As such, "the hat" is the first "einstein", named after a problem posed 60 years ago and that mathematicians assumed to be insoluble.

David Smith, 64, has done better since then, with "the spectre". Because "the hat" had a small disadvantage: it was necessary to turn the pattern once every seven strokes (or every seven pieces, as for a puzzle) to avoid the appearance of the same shape repeating itself.

The retiree, with the help of three mathematicians, has demonstrated, in a forthcoming study, that "the spectrum" is a pure "einstein". The latter name is taken from the German "ein Stein" (a stone), and unrelated to that of the famous physicist.

Hat, turtle and spectrum

Craig Kaplan, a professor of computer science at Canada's University of Waterloo, said it was "a funny and almost ridiculous story, but wonderful," he told AFP.

Hats and ghosts solve 60-year-old © math problem Julia Han JANICKI, Sabrina BLANCHARD / AFP

He says he was contacted in November 2022 by Mr Smith, a former printing technician in Yorkshire (north of England): he had found a motive "that did not behave in the way you would expect".

If several copies of this pattern were assembled on a table, no overall pattern appeared. A computer program confirmed that it was the first "einstein", also called in scholarly language an "aperiodic mono-tile".

Their work was noticed by a follower of handling these tiles, the Japanese researcher Yoshiaki Araki, who created works of art using the "hat" and a variant called "the turtle".

Encouraged, our British retiree then tries to find a new reason that does not require to return it periodically.
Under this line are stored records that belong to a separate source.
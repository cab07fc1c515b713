fn main() {
    if let Ok(target) = std::env::var("TARGET") {
        println!("cargo:rustc-env=SIMLINK_BUILD_TARGET={target}");
    }
    println!("cargo:rerun-if-env-changed=TARGET");
}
Mission accomplished in less than a week, facing an incredulous Craig Kaplan.

But an analysis confirmed that this new tile was "an einstein without inversion", adds the Canadian computer scientist. And to make sure of this definitively, the amateur and the scientist have even "improved" the shape, so that it cannot be used with an inversion. "The spectre" was born.

"Fallen from the sky"

Both scientific articles are still being studied in scientific journals before publication, but the math world did not wait to comment on the news.
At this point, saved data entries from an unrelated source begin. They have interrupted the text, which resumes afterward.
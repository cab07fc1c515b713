use crate::cmd::VersionArgs;
use crate::exit::{CliResult, SUCCESS};

pub fn run(args: VersionArgs) -> CliResult<i32> {
    if !args.extended {
        println!("simlink {}", env!("CARGO_PKG_VERSION"));
        return Ok(SUCCESS);
    }

    println!("name: simlink");
    println!("version: {}", env!("CARGO_PKG_VERSION"));
    println!(
        "build_target: {}",
        option_env!("SIMLINK_BUILD_TARGET").unwrap_or("unknown")
    );
    println!("target_os: {}", std::env::consts::OS);
    println!("target_arch: {}", std::env::consts::ARCH);
    println!("models: mk4, q1");

    Ok(SUCCESS)
}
The discovery is "exciting, surprising and astonishing," Marjorie Senechal, a mathematician at Smith College in Massachusetts, told AFP. Who sees it as more than just a beautiful story. The new motif and its variants should "lead to a deeper understanding of order in nature and the nature of order."

For Doris Schattschneider, a mathematician at Moravian University in Pennsylvania, both forms are "impressive". Even mathematician and 2020 Nobel laureate Roger Penrose, a specialist in aperiodic tiles, doubted that such a feat was possible, she notes.
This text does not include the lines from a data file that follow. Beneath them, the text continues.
//! Host input events, as delivered by a window system or terminal.

use std::ops::BitOr;

/// Press or release.
#[derive(Debug, Clone, Copy, PartialEq, Eq, Hash)]
pub enum Edge {
    Down,
    Up,
}

/// The key a host event refers to.
#[derive(Debug, Clone, Copy, PartialEq, Eq, Hash)]
pub enum HostKey {
    /// A key with a character form, control characters included.
    Char(char),
    /// A key with no character form, identified by its USB HID scancode.
    Scancode(u16),
}

/// USB HID scancodes for the non-character keys the bridge understands.
pub mod scancode {
    pub const F1: u16 = 58;
    pub const F2: u16 = 59;
    pub const F3: u16 = 60;
    pub const F4: u16 = 61;
    pub const F5: u16 = 62;
    pub const F6: u16 = 63;
    pub const HOME: u16 = 74;
    pub const PAGE_UP: u16 = 75;
    pub const END: u16 = 77;
    pub const PAGE_DOWN: u16 = 78;
    pub const RIGHT: u16 = 79;
    pub const LEFT: u16 = 80;
    pub const DOWN: u16 = 81;
    pub const UP: u16 = 82;
}

/// Raw host modifier bits.
#[derive(Debug, Clone, Copy, Default, PartialEq, Eq, Hash)]
pub struct Modifiers(u16);

impl Modifiers {
    pub const NONE: Modifiers = Modifiers(0);
    pub const LSHIFT: Modifiers = Modifiers(0x0001);
    pub const RSHIFT: Modifiers = Modifiers(0x0002);
    pub const LCTRL: Modifiers = Modifiers(0x0040);
    pub const RCTRL: Modifiers = Modifiers(0x0080);
    pub const LALT: Modifiers = Modifiers(0x0100);
    pub const RALT: Modifiers = Modifiers(0x0200);

    const SHIFT_MASK: u16 = 0x0003;
    const ALT_MASK: u16 = 0x0300;
    // Shift, control, alt and GUI; lock states (num/caps) sit above this.
    const HELD_MASK: u16 = 0x0fff;

    pub const fn from_bits(bits: u16) -> Self {
        Self(bits)
    }

    pub const fn bits(self) -> u16 {
        self.0
    }

    pub fn shift(self) -> bool {
        self.0 & Self::SHIFT_MASK != 0
    }

    pub fn alt(self) -> bool {
        self.0 & Self::ALT_MASK != 0
    }

    /// True when left control is the only modifier held.
    pub fn is_control_accelerator(self) -> bool {
        self.0 & Self::HELD_MASK == Self::LCTRL.0
    }
}

impl BitOr for Modifiers {
    type Output = Modifiers;

    fn bitor(self, rhs: Self) -> Self::Output {
        Modifiers(self.0 | rhs.0)
    }
}

/// A key press or release.
#[derive(Debug, Clone, Copy, PartialEq, Eq, Hash)]
pub struct KeyEvent {
    pub edge: Edge,
    pub key: HostKey,
    pub modifiers: Modifiers,
}

impl KeyEvent {
    pub fn new(edge: Edge, key: HostKey, modifiers: Modifiers) -> Self {
        Self {
            edge,
            key,
            modifiers,
        }
    }

    pub fn down(key: HostKey) -> Self {
        Self::new(Edge::Down, key, Modifiers::NONE)
    }

    pub fn up(key: HostKey) -> Self {
        Self::new(Edge::Up, key, Modifiers::NONE)
    }

    pub fn with_modifiers(mut self, modifiers: Modifiers) -> Self {
        self.modifiers = modifiers;
        self
    }
}

/// Anything the host can tell the session.
#[derive(Debug, Clone, Copy, PartialEq, Eq)]
pub enum HostEvent {
    Key(KeyEvent),
    /// Pointer pressed at window coordinates.
    PointerDown { x: i32, y: i32 },
    /// Pointer released anywhere.
    PointerUp,
    /// Window closed or the operator asked to stop.
    Quit,
}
The prestigious University of Oxford is organizing an event in July celebrating this discovery, the Hatfest (hat party), in which Roger Penrose will participate.

This discovery is all the more surprising because "the answer fell from the sky and from the hands of an amateur," says Craig Kaplan. "And in the most beautiful way, thanks to a lover of the subject, who explores it outside of any professional goal".